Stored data
//! Error-reporting client
//!
//! The client surface the fixture drives: configuration, event delivery with
//! an interception callback, and background session publishing.

pub mod client;
pub mod config;
pub mod delivery;
pub mod event;
pub mod payload;
pub mod session;

pub use client::{Client, ClientOptions, NotifyOutcome, OnBeforeNotify};
pub use config::{ActiveConfiguration, Configuration, Endpoints};
pub use delivery::{DeliveryRequest, HttpTransport, MemoryTransport, PayloadKind, Transport};
pub use event::{Event, MetaData, StackFrame, Veto};
pub use session::Session;
//! JSON payloads accepted by the collection service
//!
//! Event payloads carry one event each; session payloads carry per-minute
//! counts of started sessions.

use std::collections::BTreeMap;

use chrono::{DateTime, SecondsFormat, Timelike, Utc};
use serde::Serialize;
use uuid::Uuid;

use super::config::ActiveConfiguration;
use super::event::{Event, MetaData};
use super::session::Session;

/// Payload version header value for events
pub const EVENT_PAYLOAD_VERSION: &str = "4";

/// Payload version header value for sessions
pub const SESSION_PAYLOAD_VERSION: &str = "1.0";

/// Severity of every event; all events are handled
const HANDLED_SEVERITY: &str = "warning";

/// Identifies this client in every payload
#[derive(Debug, Clone, Serialize, PartialEq, Eq)]
pub struct NotifierInfo {
    pub name: String,
    pub version: String,
    pub url: String,
}

impl NotifierInfo {
    pub fn current() -> Self {
        Self {
            name: env!("CARGO_PKG_NAME").to_string(),
            version: env!("CARGO_PKG_VERSION").to_string(),
            url: env!("CARGO_PKG_HOMEPAGE").to_string(),
        }
    }
}

#[derive(Debug, Clone, Serialize, PartialEq, Eq)]
#[serde(rename_all = "camelCase")]
pub struct AppInfo {
    #[serde(skip_serializing_if = "Option::is_none")]
    pub version: Option<String>,
    #[serde(rename = "type", skip_serializing_if = "Option::is_none")]
    pub app_type: Option<String>,
    pub release_stage: String,
}

impl AppInfo {
    fn from_config(config: &ActiveConfiguration) -> Self {
        Self {
            version: config.app_version.clone(),
            app_type: config.app_type.clone(),
            release_stage: config.release_stage.clone(),
        }
    }
}

#[derive(Debug, Clone, Serialize, PartialEq, Eq)]
pub struct DeviceInfo {
    #[serde(skip_serializing_if = "Option::is_none")]
    pub hostname: Option<String>,
}

impl DeviceInfo {
    fn from_config(config: &ActiveConfiguration) -> Self {
        Self {
            hostname: config.hostname.clone(),
        }
    }
}

/// Body posted to the notify endpoint
#[derive(Debug, Clone, Serialize)]
#[serde(rename_all = "camelCase")]
pub struct EventPayload {
    pub api_key: String,
    pub notifier: NotifierInfo,
    pub events: Vec<EventRecord>,
}

#[derive(Debug, Clone, Serialize)]
#[serde(rename_all = "camelCase")]
pub struct EventRecord {
    pub payload_version: &'static str,
    pub exceptions: Vec<ExceptionRecord>,
    pub severity: &'static str,
    pub severity_reason: SeverityReason,
    pub unhandled: bool,
    #[serde(rename = "metaData")]
    pub metadata: MetaData,
    pub app: AppInfo,
    pub device: DeviceInfo,
    #[serde(skip_serializing_if = "Option::is_none")]
    pub session: Option<SessionRecord>,
}

#[derive(Debug, Clone, Serialize)]
pub struct SeverityReason {
    #[serde(rename = "type")]
    pub reason: &'static str,
}

#[derive(Debug, Clone, Serialize)]
#[serde(rename_all = "camelCase")]
pub struct ExceptionRecord {
    pub error_class: String,
    pub message: String,
    pub stacktrace: Vec<FrameRecord>,
}

#[derive(Debug, Clone, Serialize)]
#[serde(rename_all = "camelCase")]
pub struct FrameRecord {
    pub method: String,
    pub file: String,
    pub line_number: u32,
    pub in_project: bool,
}

#[derive(Debug, Clone, Serialize)]
#[serde(rename_all = "camelCase")]
pub struct SessionRecord {
    pub id: Uuid,
    pub started_at: DateTime<Utc>,
    pub events: SessionEventCounts,
}

#[derive(Debug, Clone, Serialize)]
pub struct SessionEventCounts {
    pub handled: u32,
    pub unhandled: u32,
}

impl EventPayload {
    /// Build the payload for one event
    ///
    /// Metadata is redacted with the configured params filters and frames are
    /// marked against the configured project packages.
    pub fn new(config: &ActiveConfiguration, event: &Event, session: Option<&Session>) -> Self {
        let stacktrace = event
            .stacktrace
            .iter()
            .map(|frame| FrameRecord {
                method: frame.method.clone(),
                file: frame.file.clone(),
                line_number: frame.line,
                in_project: config.is_project_package(&frame.method),
            })
            .collect();

        let record = EventRecord {
            payload_version: EVENT_PAYLOAD_VERSION,
            exceptions: vec![ExceptionRecord {
                error_class: event.error_class.clone(),
                message: event.message.clone(),
                stacktrace,
            }],
            severity: HANDLED_SEVERITY,
            severity_reason: SeverityReason {
                reason: "handledError",
            },
            unhandled: false,
            metadata: event.metadata.sanitized(|key| config.should_redact(key)),
            app: AppInfo::from_config(config),
            device: DeviceInfo::from_config(config),
            session: session.map(|s| SessionRecord {
                id: s.id,
                started_at: s.started_at,
                events: SessionEventCounts {
                    handled: s.handled,
                    unhandled: s.unhandled,
                },
            }),
        };

        Self {
            api_key: config.api_key.clone(),
            notifier: NotifierInfo::current(),
            events: vec![record],
        }
    }
}

/// Body posted to the sessions endpoint
#[derive(Debug, Clone, Serialize)]
#[serde(rename_all = "camelCase")]
pub struct SessionPayload {
    pub notifier: NotifierInfo,
    pub app: AppInfo,
    pub device: DeviceInfo,
    pub session_counts: Vec<SessionCount>,
}

#[derive(Debug, Clone, Serialize, PartialEq, Eq)]
#[serde(rename_all = "camelCase")]
pub struct SessionCount {
    pub started_at: String,
    pub sessions_started: u32,
}

impl SessionPayload {
    /// Build the payload for a batch of sessions, counted per started minute
    pub fn new(config: &ActiveConfiguration, sessions: &[Session]) -> Self {
        let mut counts: BTreeMap<String, u32> = BTreeMap::new();
        for session in sessions {
            *counts.entry(minute_of(session.started_at)).or_default() += 1;
        }

        Self {
            notifier: NotifierInfo::current(),
            app: AppInfo::from_config(config),
            device: DeviceInfo::from_config(config),
            session_counts: counts
                .into_iter()
                .map(|(started_at, sessions_started)| SessionCount {
                    started_at,
                    sessions_started,
                })
                .collect(),
        }
    }
}

fn minute_of(at: DateTime<Utc>) -> String {
    let truncated = at
        .with_second(0)
        .and_then(|t| t.with_nanosecond(0))
        .unwrap_or(at);
    truncated.to_rfc3339_opts(SecondsFormat::Secs, true)
}
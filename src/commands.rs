//! CLI argument definitions
//!
//! Both selectors are closed enums, so an unknown `--case` or `--send` value is
//! rejected by clap before any configuration is built.

use clap::ValueEnum;
use std::fmt;

/// Configuration case to exercise
#[derive(Debug, Clone, Copy, PartialEq, Eq, ValueEnum)]
pub enum Case {
    /// API key and both endpoints from the environment
    Default,
    /// Default plus APP_VERSION
    #[value(alias = "app version")]
    AppVersion,
    /// Default plus APP_TYPE
    #[value(alias = "app type")]
    AppType,
    /// API key and the legacy single endpoint
    #[value(alias = "legacy endpoint")]
    LegacyEndpoint,
    /// Default plus HOSTNAME
    Hostname,
    /// Default plus NOTIFY_RELEASE_STAGES and RELEASE_STAGE
    #[value(alias = "release stage")]
    ReleaseStage,
    /// Default plus an interception callback; sends three events itself
    #[value(alias = "on before notify")]
    OnBeforeNotify,
    /// Default plus PARAMS_FILTERS
    #[value(alias = "params filters")]
    ParamsFilters,
    /// Default plus PROJECT_PACKAGES
    #[value(alias = "project packages")]
    ProjectPackages,
}

impl fmt::Display for Case {
    fn fmt(&self, f: &mut fmt::Formatter<'_>) -> fmt::Result {
        match self.to_possible_value() {
            Some(value) => write!(f, "{}", value.get_name()),
            None => write!(f, "{:?}", self),
        }
    }
}

/// What to send once the case has run
#[derive(Debug, Clone, Copy, PartialEq, Eq, ValueEnum)]
pub enum SendMode {
    /// Send one error event
    Error,
    /// Start a session and let it publish
    Session,
}

impl fmt::Display for SendMode {
    fn fmt(&self, f: &mut fmt::Formatter<'_>) -> fmt::Result {
        match self {
            Self::Error => write!(f, "error"),
            Self::Session => write!(f, "session"),
        }
    }
}
// Copyright (c) Calibra Research
// SPDX-License-Identifier: Apache-2.0

//! Main executable to run a simulation of the self-organising wireless sensor network.

mod scene;

use anyhow::{Context, Result};
use clap::{App, Arg};
use log::{info, warn};
use wsn_sim_kernel::base_types::{Duration, VirtualTime};
use wsn_sim_kernel::RealtimePacer;
use wsn_sim_protocol::{Config, Network};

fn main() -> Result<()> {
    let args = get_arguments();

    env_logger::init();

    let placements = scene::load_scene(&args.scene)
        .with_context(|| format!("failed to load scene {}", args.scene))?;

    let mut config = match &args.config {
        Some(path) => {
            let data = std::fs::read_to_string(path)
                .with_context(|| format!("failed to read config override {}", path))?;
            serde_json::from_str(&data)
                .with_context(|| format!("invalid config override in {}", path))?
        }
        None => Config::default(),
    };
    config.sim_node_count = placements.len();
    if let Some(seed) = args.seed {
        config.seed = seed;
    }
    if let Some(scale) = args.timescale {
        config.sim_time_scale = Some(scale);
    }

    std::fs::create_dir_all(&args.output_dir)
        .with_context(|| format!("failed to create output directory {}", args.output_dir))?;

    let mut network = Network::new(config.clone(), placements, &args.output_dir);
    let pacer = config
        .sim_time_scale
        .map(|scale| RealtimePacer::new(scale, network.now()));
    let until = VirtualTime::default() + Duration::from_secs_f64(args.duration);

    network.run(until, pacer)?;

    let roles: Vec<_> = network.nodes().iter().map(|n| (n.gui, n.role)).collect();
    warn!("final node roles: {:#?}", roles);
    info!(
        "simulation finished at virtual time {:.3}s, csv output in {}",
        network.now().as_secs_f64(),
        args.output_dir
    );

    Ok(())
}

struct CliArguments {
    scene: String,
    config: Option<String>,
    duration: f64,
    seed: Option<u64>,
    output_dir: String,
    timescale: Option<f64>,
}

// TODO: use structopt
fn get_arguments() -> CliArguments {
    let matches = App::new("WSN simulator")
        .about("A discrete-event simulation of a self-organising wireless sensor network")
        .arg(
            Arg::with_name("scene")
                .long("scene")
                .help("Path to the node-placement scene file")
                .required(true)
                .takes_value(true),
        )
        .arg(
            Arg::with_name("config")
                .long("config")
                .help("Path to a JSON config override bundle; falls back to built-in defaults")
                .takes_value(true),
        )
        .arg(
            Arg::with_name("duration")
                .long("duration")
                .help("Virtual simulation duration, in seconds")
                .default_value("600"),
        )
        .arg(
            Arg::with_name("seed")
                .long("seed")
                .help("Overrides the config's PRNG seed")
                .takes_value(true),
        )
        .arg(
            Arg::with_name("output_dir")
                .long("output-dir")
                .help("Directory to write CSV trace output into")
                .default_value("wsn_sim_output"),
        )
        .arg(
            Arg::with_name("timescale")
                .long("timescale")
                .help("Optional real-time pacing factor; omit to run as fast as possible")
                .takes_value(true),
        )
        .get_matches();

    CliArguments {
        scene: matches.value_of("scene").unwrap().to_string(),
        config: matches.value_of("config").map(|x| x.to_string()),
        duration: matches
            .value_of("duration")
            .unwrap()
            .parse::<f64>()
            .unwrap(),
        seed: matches.value_of("seed").map(|x| x.parse::<u64>().unwrap()),
        output_dir: matches.value_of("output_dir").unwrap().to_string(),
        timescale: matches
            .value_of("timescale")
            .map(|x| x.parse::<f64>().unwrap()),
    }
}
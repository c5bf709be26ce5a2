// Per-node neighbor-by-distance index.
//
// Grounded on `wsnlab/source/wsnlab.py`'s `Simulator.update_neighbor_list`: on every
// node insertion or move, the affected node's own list is rebuilt from scratch and the
// node is repositioned (via sorted insert) within every other node's list.

use serde::{Deserialize, Serialize};

/// One entry of a node's neighbor-by-distance table.
#[derive(Debug, Clone, Copy, PartialEq, Serialize, Deserialize)]
pub struct NeighborEntry {
    pub distance: f64,
    pub gui: usize,
}

fn euclidean(a: (f64, f64), b: (f64, f64)) -> f64 {
    let dx = a.0 - b.0;
    let dy = a.1 - b.1;
    (dx * dx + dy * dy).sqrt()
}

/// Flat, `gui`-indexed store of node positions and their sorted neighbor lists.
#[derive(Debug, Default)]
pub struct TopologyIndex {
    positions: Vec<(f64, f64)>,
    neighbors: Vec<Vec<NeighborEntry>>,
}

impl TopologyIndex {
    pub fn new() -> Self {
        TopologyIndex {
            positions: Vec::new(),
            neighbors: Vec::new(),
        }
    }

    /// Registers a new node at `pos` and returns its assigned `gui` (insertion order).
    pub fn add_node(&mut self, pos: (f64, f64)) -> usize {
        let gui = self.positions.len();
        self.positions.push(pos);
        self.neighbors.push(Vec::new());
        self.recompute(gui);
        gui
    }

    pub fn position(&self, gui: usize) -> (f64, f64) {
        self.positions[gui]
    }

    /// Moves `gui` to a new position and refreshes every affected neighbor list.
    pub fn move_node(&mut self, gui: usize, pos: (f64, f64)) {
        self.positions[gui] = pos;
        self.recompute(gui);
    }

    /// Rebuilds `gui`'s own neighbor list from scratch, and repositions `gui` within
    /// every other node's list (removing any stale entry first, matching `bisect.insort`
    /// after an unconditional removal in the reference).
    fn recompute(&mut self, gui: usize) {
        let me = self.positions[gui];
        let n = self.positions.len();
        for other in 0..n {
            if other == gui {
                continue;
            }
            let list = &mut self.neighbors[other];
            list.retain(|e| e.gui != gui);
            let distance = euclidean(self.positions[other], me);
            let entry = NeighborEntry { distance, gui };
            let pos = list
                .binary_search_by(|e| e.distance.partial_cmp(&distance).unwrap())
                .unwrap_or_else(|i| i);
            list.insert(pos, entry);
        }
        let mut rebuilt: Vec<NeighborEntry> = (0..n)
            .filter(|&other| other != gui)
            .map(|other| NeighborEntry {
                distance: euclidean(self.positions[other], me),
                gui: other,
            })
            .collect();
        rebuilt.sort_by(|a, b| a.distance.partial_cmp(&b.distance).unwrap());
        self.neighbors[gui] = rebuilt;
    }

    /// Neighbors of `gui` within `tx_range`, sorted ascending by distance. Iteration
    /// must stop at the first entry past `tx_range` rather than filtering the whole
    /// list, to preserve the reference's O(neighbors-in-range) dispatch.
    pub fn in_range(&self, gui: usize, tx_range: f64) -> impl Iterator<Item = &NeighborEntry> {
        self.neighbors[gui]
            .iter()
            .take_while(move |e| e.distance <= tx_range)
    }

    pub fn node_count(&self) -> usize {
        self.positions.len()
    }

    /// Euclidean distance between two registered nodes, independent of either one's
    /// transmission range.
    pub fn distance(&self, a: usize, b: usize) -> f64 {
        euclidean(self.positions[a], self.positions[b])
    }
}

#[cfg(test)]
#[path = "unit_tests/topology_tests.rs"]
mod topology_tests;
// Tagged-variant packet type replacing the reference's untyped message dictionaries
// (see SPEC_FULL.md §9 "Dynamic dispatch"). All field names are drawn from §4.5.2.

use crate::address::Address;
use crate::role::Role;
use serde::{Deserialize, Serialize};

#[derive(Debug, Clone, Copy, Eq, PartialEq, Serialize, Deserialize)]
pub enum PathType {
    Tree,
    Direct,
    Mesh,
}

impl PathType {
    pub fn as_str(self) -> &'static str {
        match self {
            PathType::Tree => "TREE",
            PathType::Direct => "DIRECT",
            PathType::Mesh => "MESH",
        }
    }
}

/// One shared neighbor-table entry as broadcast by `TABLE_SHARE`.
#[derive(Debug, Clone, Copy)]
pub struct MeshShareEntry {
    pub gui: usize,
    pub addr: Address,
    pub neighbor_hop_count: u32,
}

#[derive(Debug, Clone)]
pub enum PacketBody {
    Probe,
    HeartBeat {
        role: Role,
        addr: Option<Address>,
        ch_addr: Option<Address>,
    },
    JoinRequest,
    // §4.5.2 also lists a `tx_power` field on JOIN_REPLY; the reference never carries
    // one either (a joining node keeps whatever tx_power it was configured with, it
    // never adopts its parent's), so it is omitted here too rather than threaded through
    // unused.
    JoinReply {
        dest_gui: usize,
        addr: Address,
        root_addr: Address,
    },
    JoinAck,
    NetworkRequest,
    NetworkReply {
        addr: Address,
    },
    NetworkUpdate {
        child_networks: Vec<u8>,
    },
    TableShare {
        entries: Vec<MeshShareEntry>,
    },
    IAmOrphan,
    SensorData {
        sensor_value: f64,
    },
}

impl PacketBody {
    pub fn type_name(&self) -> &'static str {
        match self {
            PacketBody::Probe => "PROBE",
            PacketBody::HeartBeat { .. } => "HEART_BEAT",
            PacketBody::JoinRequest => "JOIN_REQUEST",
            PacketBody::JoinReply { .. } => "JOIN_REPLY",
            PacketBody::JoinAck => "JOIN_ACK",
            PacketBody::NetworkRequest => "NETWORK_REQUEST",
            PacketBody::NetworkReply { .. } => "NETWORK_REPLY",
            PacketBody::NetworkUpdate { .. } => "NETWORK_UPDATE",
            PacketBody::TableShare { .. } => "TABLE_SHARE",
            PacketBody::IAmOrphan => "I_AM_ORPHAN",
            PacketBody::SensorData { .. } => "SENSOR_DATA",
        }
    }
}

/// Common envelope shared by every message type, plus its tagged `body`.
#[derive(Debug, Clone)]
pub struct Packet {
    pub dest: Address,
    pub next_hop: Option<Address>,
    pub source: Option<Address>,
    pub hop_count: Option<u32>,
    pub gui: Option<usize>,
    pub body: PacketBody,
}

impl Packet {
    pub fn new(dest: Address, body: PacketBody) -> Self {
        Packet {
            dest,
            next_hop: None,
            source: None,
            hop_count: None,
            gui: None,
            body,
        }
    }

    pub fn type_name(&self) -> &'static str {
        self.body.type_name()
    }
}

Directions for this task
Reproduce each line from the records that contains the word "than".

Answer below
    /// must stop at the first entry past `tx_range` rather than filtering the whole
    // never adopts its parent's), so it is omitted here too rather than threaded through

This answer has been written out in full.